Source data
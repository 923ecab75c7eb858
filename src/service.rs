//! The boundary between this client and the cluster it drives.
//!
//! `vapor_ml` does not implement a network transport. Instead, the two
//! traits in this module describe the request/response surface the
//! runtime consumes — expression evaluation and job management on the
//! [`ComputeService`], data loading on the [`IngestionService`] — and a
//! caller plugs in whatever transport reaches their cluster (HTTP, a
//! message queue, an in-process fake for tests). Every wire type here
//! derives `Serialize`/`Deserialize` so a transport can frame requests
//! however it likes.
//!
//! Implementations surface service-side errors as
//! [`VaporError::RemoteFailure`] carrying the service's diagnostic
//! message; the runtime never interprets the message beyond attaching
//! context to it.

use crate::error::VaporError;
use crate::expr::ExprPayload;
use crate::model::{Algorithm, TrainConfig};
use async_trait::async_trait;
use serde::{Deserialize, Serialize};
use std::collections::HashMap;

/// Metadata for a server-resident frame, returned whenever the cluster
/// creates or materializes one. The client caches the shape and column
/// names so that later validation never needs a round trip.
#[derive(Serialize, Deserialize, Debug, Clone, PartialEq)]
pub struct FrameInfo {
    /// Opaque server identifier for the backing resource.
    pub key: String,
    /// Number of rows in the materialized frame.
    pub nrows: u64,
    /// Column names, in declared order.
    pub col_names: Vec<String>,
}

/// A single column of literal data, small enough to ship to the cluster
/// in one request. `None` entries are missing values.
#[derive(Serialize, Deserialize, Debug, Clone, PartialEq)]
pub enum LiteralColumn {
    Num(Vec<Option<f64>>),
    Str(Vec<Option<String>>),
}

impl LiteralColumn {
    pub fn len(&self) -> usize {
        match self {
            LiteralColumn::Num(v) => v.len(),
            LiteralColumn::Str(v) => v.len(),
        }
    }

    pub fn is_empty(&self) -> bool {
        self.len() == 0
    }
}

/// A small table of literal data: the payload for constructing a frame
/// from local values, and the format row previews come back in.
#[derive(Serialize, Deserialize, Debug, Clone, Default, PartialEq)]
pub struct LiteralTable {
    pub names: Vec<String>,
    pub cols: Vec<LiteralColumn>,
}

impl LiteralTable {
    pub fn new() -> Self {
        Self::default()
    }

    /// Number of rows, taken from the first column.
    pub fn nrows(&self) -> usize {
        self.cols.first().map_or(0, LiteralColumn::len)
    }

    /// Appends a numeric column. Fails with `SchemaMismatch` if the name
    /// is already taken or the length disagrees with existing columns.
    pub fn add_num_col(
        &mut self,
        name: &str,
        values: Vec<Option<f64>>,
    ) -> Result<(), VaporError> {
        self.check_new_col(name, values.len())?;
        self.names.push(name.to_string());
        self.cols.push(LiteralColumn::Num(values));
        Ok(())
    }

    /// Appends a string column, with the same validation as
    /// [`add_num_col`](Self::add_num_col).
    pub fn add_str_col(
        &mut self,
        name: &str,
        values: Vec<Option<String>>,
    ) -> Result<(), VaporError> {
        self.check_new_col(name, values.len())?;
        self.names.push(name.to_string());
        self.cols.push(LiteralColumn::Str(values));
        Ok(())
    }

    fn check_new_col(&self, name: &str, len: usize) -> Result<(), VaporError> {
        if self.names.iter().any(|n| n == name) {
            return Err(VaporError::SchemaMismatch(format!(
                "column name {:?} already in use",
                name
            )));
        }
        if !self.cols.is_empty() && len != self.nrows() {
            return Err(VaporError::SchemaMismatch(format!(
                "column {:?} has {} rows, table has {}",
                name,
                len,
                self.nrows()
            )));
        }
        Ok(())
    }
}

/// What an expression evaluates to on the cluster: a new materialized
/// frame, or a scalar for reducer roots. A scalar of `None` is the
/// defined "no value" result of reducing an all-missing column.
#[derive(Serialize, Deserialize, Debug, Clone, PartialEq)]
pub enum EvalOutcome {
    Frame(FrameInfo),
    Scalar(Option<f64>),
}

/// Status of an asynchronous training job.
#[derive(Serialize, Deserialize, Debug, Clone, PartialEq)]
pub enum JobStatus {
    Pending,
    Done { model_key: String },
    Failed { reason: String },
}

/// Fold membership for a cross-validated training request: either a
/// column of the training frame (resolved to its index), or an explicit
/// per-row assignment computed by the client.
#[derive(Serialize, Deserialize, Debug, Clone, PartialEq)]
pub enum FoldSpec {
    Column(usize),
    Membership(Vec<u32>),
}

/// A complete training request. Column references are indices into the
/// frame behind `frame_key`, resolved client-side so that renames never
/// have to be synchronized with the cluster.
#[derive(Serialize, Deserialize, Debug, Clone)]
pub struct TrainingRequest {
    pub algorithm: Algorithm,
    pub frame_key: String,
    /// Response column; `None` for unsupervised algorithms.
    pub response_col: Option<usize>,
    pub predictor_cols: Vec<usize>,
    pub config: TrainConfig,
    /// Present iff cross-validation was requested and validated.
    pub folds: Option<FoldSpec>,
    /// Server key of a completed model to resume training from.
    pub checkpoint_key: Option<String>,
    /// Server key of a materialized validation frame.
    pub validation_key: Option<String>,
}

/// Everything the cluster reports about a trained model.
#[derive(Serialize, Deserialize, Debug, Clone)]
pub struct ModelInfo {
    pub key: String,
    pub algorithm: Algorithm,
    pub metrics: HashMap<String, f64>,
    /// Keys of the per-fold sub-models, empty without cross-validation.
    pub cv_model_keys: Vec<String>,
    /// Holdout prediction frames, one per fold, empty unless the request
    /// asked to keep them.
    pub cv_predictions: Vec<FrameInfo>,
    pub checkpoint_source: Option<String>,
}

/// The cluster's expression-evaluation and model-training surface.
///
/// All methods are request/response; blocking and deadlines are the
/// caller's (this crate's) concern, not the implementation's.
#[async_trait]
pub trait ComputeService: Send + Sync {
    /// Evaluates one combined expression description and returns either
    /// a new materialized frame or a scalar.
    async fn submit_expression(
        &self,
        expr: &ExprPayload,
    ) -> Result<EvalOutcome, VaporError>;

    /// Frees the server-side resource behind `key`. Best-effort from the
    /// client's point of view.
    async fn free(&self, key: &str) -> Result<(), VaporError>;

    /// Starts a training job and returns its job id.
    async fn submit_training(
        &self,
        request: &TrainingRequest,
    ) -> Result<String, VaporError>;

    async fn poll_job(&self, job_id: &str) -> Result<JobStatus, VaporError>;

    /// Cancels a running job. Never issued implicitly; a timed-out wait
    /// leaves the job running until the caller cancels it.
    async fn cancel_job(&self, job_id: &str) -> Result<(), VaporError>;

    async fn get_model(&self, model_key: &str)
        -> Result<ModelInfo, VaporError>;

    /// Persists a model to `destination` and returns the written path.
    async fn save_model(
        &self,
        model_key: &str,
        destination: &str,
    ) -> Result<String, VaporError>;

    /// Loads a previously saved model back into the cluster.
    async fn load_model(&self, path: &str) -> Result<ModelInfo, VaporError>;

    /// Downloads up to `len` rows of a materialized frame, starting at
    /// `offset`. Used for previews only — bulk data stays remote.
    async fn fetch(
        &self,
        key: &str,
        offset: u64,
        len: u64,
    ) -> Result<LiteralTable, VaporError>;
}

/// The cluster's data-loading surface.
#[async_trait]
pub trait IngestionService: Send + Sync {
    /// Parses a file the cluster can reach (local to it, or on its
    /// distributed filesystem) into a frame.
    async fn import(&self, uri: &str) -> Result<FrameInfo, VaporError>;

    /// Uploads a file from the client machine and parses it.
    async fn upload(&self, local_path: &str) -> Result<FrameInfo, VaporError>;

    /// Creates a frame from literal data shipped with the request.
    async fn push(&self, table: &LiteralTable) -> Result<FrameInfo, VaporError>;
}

What you have to do
Could you restate every entry above word for word?

Answer to this exercise
repository 923ecab75c7eb858
filename src/service.rs
//! The boundary between this client and the cluster it drives.
//!
//! `vapor_ml` does not implement a network transport. Instead, the two
//! traits in this module describe the request/response surface the
//! runtime consumes — expression evaluation and job management on the
//! [`ComputeService`], data loading on the [`IngestionService`] — and a
//! caller plugs in whatever transport reaches their cluster (HTTP, a
//! message queue, an in-process fake for tests). Every wire type here
//! derives `Serialize`/`Deserialize` so a transport can frame requests
//! however it likes.
//!
//! Implementations surface service-side errors as
//! [`VaporError::RemoteFailure`] carrying the service's diagnostic
//! message; the runtime never interprets the message beyond attaching
//! context to it.

use crate::error::VaporError;
use crate::expr::ExprPayload;
use crate::model::{Algorithm, TrainConfig};
use async_trait::async_trait;
use serde::{Deserialize, Serialize};
use std::collections::HashMap;

/// Metadata for a server-resident frame, returned whenever the cluster
/// creates or materializes one. The client caches the shape and column
/// names so that later validation never needs a round trip.
#[derive(Serialize, Deserialize, Debug, Clone, PartialEq)]
pub struct FrameInfo {
    /// Opaque server identifier for the backing resource.
    pub key: String,
    /// Number of rows in the materialized frame.
    pub nrows: u64,
    /// Column names, in declared order.
    pub col_names: Vec<String>,
}

/// A single column of literal data, small enough to ship to the cluster
/// in one request. `None` entries are missing values.
#[derive(Serialize, Deserialize, Debug, Clone, PartialEq)]
pub enum LiteralColumn {
    Num(Vec<Option<f64>>),
    Str(Vec<Option<String>>),
}

impl LiteralColumn {
    pub fn len(&self) -> usize {
        match self {
            LiteralColumn::Num(v) => v.len(),
            LiteralColumn::Str(v) => v.len(),
        }
    }

    pub fn is_empty(&self) -> bool {
        self.len() == 0
    }
}

/// A small table of literal data: the payload for constructing a frame
/// from local values, and the format row previews come back in.
#[derive(Serialize, Deserialize, Debug, Clone, Default, PartialEq)]
pub struct LiteralTable {
    pub names: Vec<String>,
    pub cols: Vec<LiteralColumn>,
}

impl LiteralTable {
    pub fn new() -> Self {
        Self::default()
    }

    /// Number of rows, taken from the first column.
    pub fn nrows(&self) -> usize {
        self.cols.first().map_or(0, LiteralColumn::len)
    }

    /// Appends a numeric column. Fails with `SchemaMismatch` if the name
    /// is already taken or the length disagrees with existing columns.
    pub fn add_num_col(
        &mut self,
        name: &str,
        values: Vec<Option<f64>>,
    ) -> Result<(), VaporError> {
        self.check_new_col(name, values.len())?;
        self.names.push(name.to_string());
        self.cols.push(LiteralColumn::Num(values));
        Ok(())
    }

    /// Appends a string column, with the same validation as
    /// [`add_num_col`](Self::add_num_col).
    pub fn add_str_col(
        &mut self,
        name: &str,
        values: Vec<Option<String>>,
    ) -> Result<(), VaporError> {
        self.check_new_col(name, values.len())?;
        self.names.push(name.to_string());
        self.cols.push(LiteralColumn::Str(values));
        Ok(())
    }

    fn check_new_col(&self, name: &str, len: usize) -> Result<(), VaporError> {
        if self.names.iter().any(|n| n == name) {
            return Err(VaporError::SchemaMismatch(format!(
                "column name {:?} already in use",
                name
            )));
        }
        if !self.cols.is_empty() && len != self.nrows() {
            return Err(VaporError::SchemaMismatch(format!(
                "column {:?} has {} rows, table has {}",
                name,
                len,
                self.nrows()
            )));
        }
        Ok(())
    }
}

/// What an expression evaluates to on the cluster: a new materialized
/// frame, or a scalar for reducer roots. A scalar of `None` is the
/// defined "no value" result of reducing an all-missing column.
#[derive(Serialize, Deserialize, Debug, Clone, PartialEq)]
pub enum EvalOutcome {
    Frame(FrameInfo),
    Scalar(Option<f64>),
}

/// Status of an asynchronous training job.
#[derive(Serialize, Deserialize, Debug, Clone, PartialEq)]
pub enum JobStatus {
    Pending,
    Done { model_key: String },
    Failed { reason: String },
}

/// Fold membership for a cross-validated training request: either a
/// column of the training frame (resolved to its index), or an explicit
/// per-row assignment computed by the client.
#[derive(Serialize, Deserialize, Debug, Clone, PartialEq)]
pub enum FoldSpec {
    Column(usize),
    Membership(Vec<u32>),
}

/// A complete training request. Column references are indices into the
/// frame behind `frame_key`, resolved client-side so that renames never
/// have to be synchronized with the cluster.
#[derive(Serialize, Deserialize, Debug, Clone)]
pub struct TrainingRequest {
    pub algorithm: Algorithm,
    pub frame_key: String,
    /// Response column; `None` for unsupervised algorithms.
    pub response_col: Option<usize>,
    pub predictor_cols: Vec<usize>,
    pub config: TrainConfig,
    /// Present iff cross-validation was requested and validated.
    pub folds: Option<FoldSpec>,
    /// Server key of a completed model to resume training from.
    pub checkpoint_key: Option<String>,
    /// Server key of a materialized validation frame.
    pub validation_key: Option<String>,
}

/// Everything the cluster reports about a trained model.
#[derive(Serialize, Deserialize, Debug, Clone)]
pub struct ModelInfo {
    pub key: String,
    pub algorithm: Algorithm,
    pub metrics: HashMap<String, f64>,
    /// Keys of the per-fold sub-models, empty without cross-validation.
    pub cv_model_keys: Vec<String>,
    /// Holdout prediction frames, one per fold, empty unless the request
    /// asked to keep them.
    pub cv_predictions: Vec<FrameInfo>,
    pub checkpoint_source: Option<String>,
}

/// The cluster's expression-evaluation and model-training surface.
///
/// All methods are request/response; blocking and deadlines are the
/// caller's (this crate's) concern, not the implementation's.
#[async_trait]
pub trait ComputeService: Send + Sync {
    /// Evaluates one combined expression description and returns either
    /// a new materialized frame or a scalar.
    async fn submit_expression(
        &self,
        expr: &ExprPayload,
    ) -> Result<EvalOutcome, VaporError>;

    /// Frees the server-side resource behind `key`. Best-effort from the
    /// client's point of view.
    async fn free(&self, key: &str) -> Result<(), VaporError>;

    /// Starts a training job and returns its job id.
    async fn submit_training(
        &self,
        request: &TrainingRequest,
    ) -> Result<String, VaporError>;

    async fn poll_job(&self, job_id: &str) -> Result<JobStatus, VaporError>;

    /// Cancels a running job. Never issued implicitly; a timed-out wait
    /// leaves the job running until the caller cancels it.
    async fn cancel_job(&self, job_id: &str) -> Result<(), VaporError>;

    async fn get_model(&self, model_key: &str)
        -> Result<ModelInfo, VaporError>;

    /// Persists a model to `destination` and returns the written path.
    async fn save_model(
        &self,
        model_key: &str,
        destination: &str,
    ) -> Result<String, VaporError>;

    /// Loads a previously saved model back into the cluster.
    async fn load_model(&self, path: &str) -> Result<ModelInfo, VaporError>;

    /// Downloads up to `len` rows of a materialized frame, starting at
    /// `offset`. Used for previews only — bulk data stays remote.
    async fn fetch(
        &self,
        key: &str,
        offset: u64,
        len: u64,
    ) -> Result<LiteralTable, VaporError>;
}

/// The cluster's data-loading surface.
#[async_trait]
pub trait IngestionService: Send + Sync {
    /// Parses a file the cluster can reach (local to it, or on its
    /// distributed filesystem) into a frame.
    async fn import(&self, uri: &str) -> Result<FrameInfo, VaporError>;

    /// Uploads a file from the client machine and parses it.
    async fn upload(&self, local_path: &str) -> Result<FrameInfo, VaporError>;

    /// Creates a frame from literal data shipped with the request.
    async fn push(&self, table: &LiteralTable) -> Result<FrameInfo, VaporError>;
}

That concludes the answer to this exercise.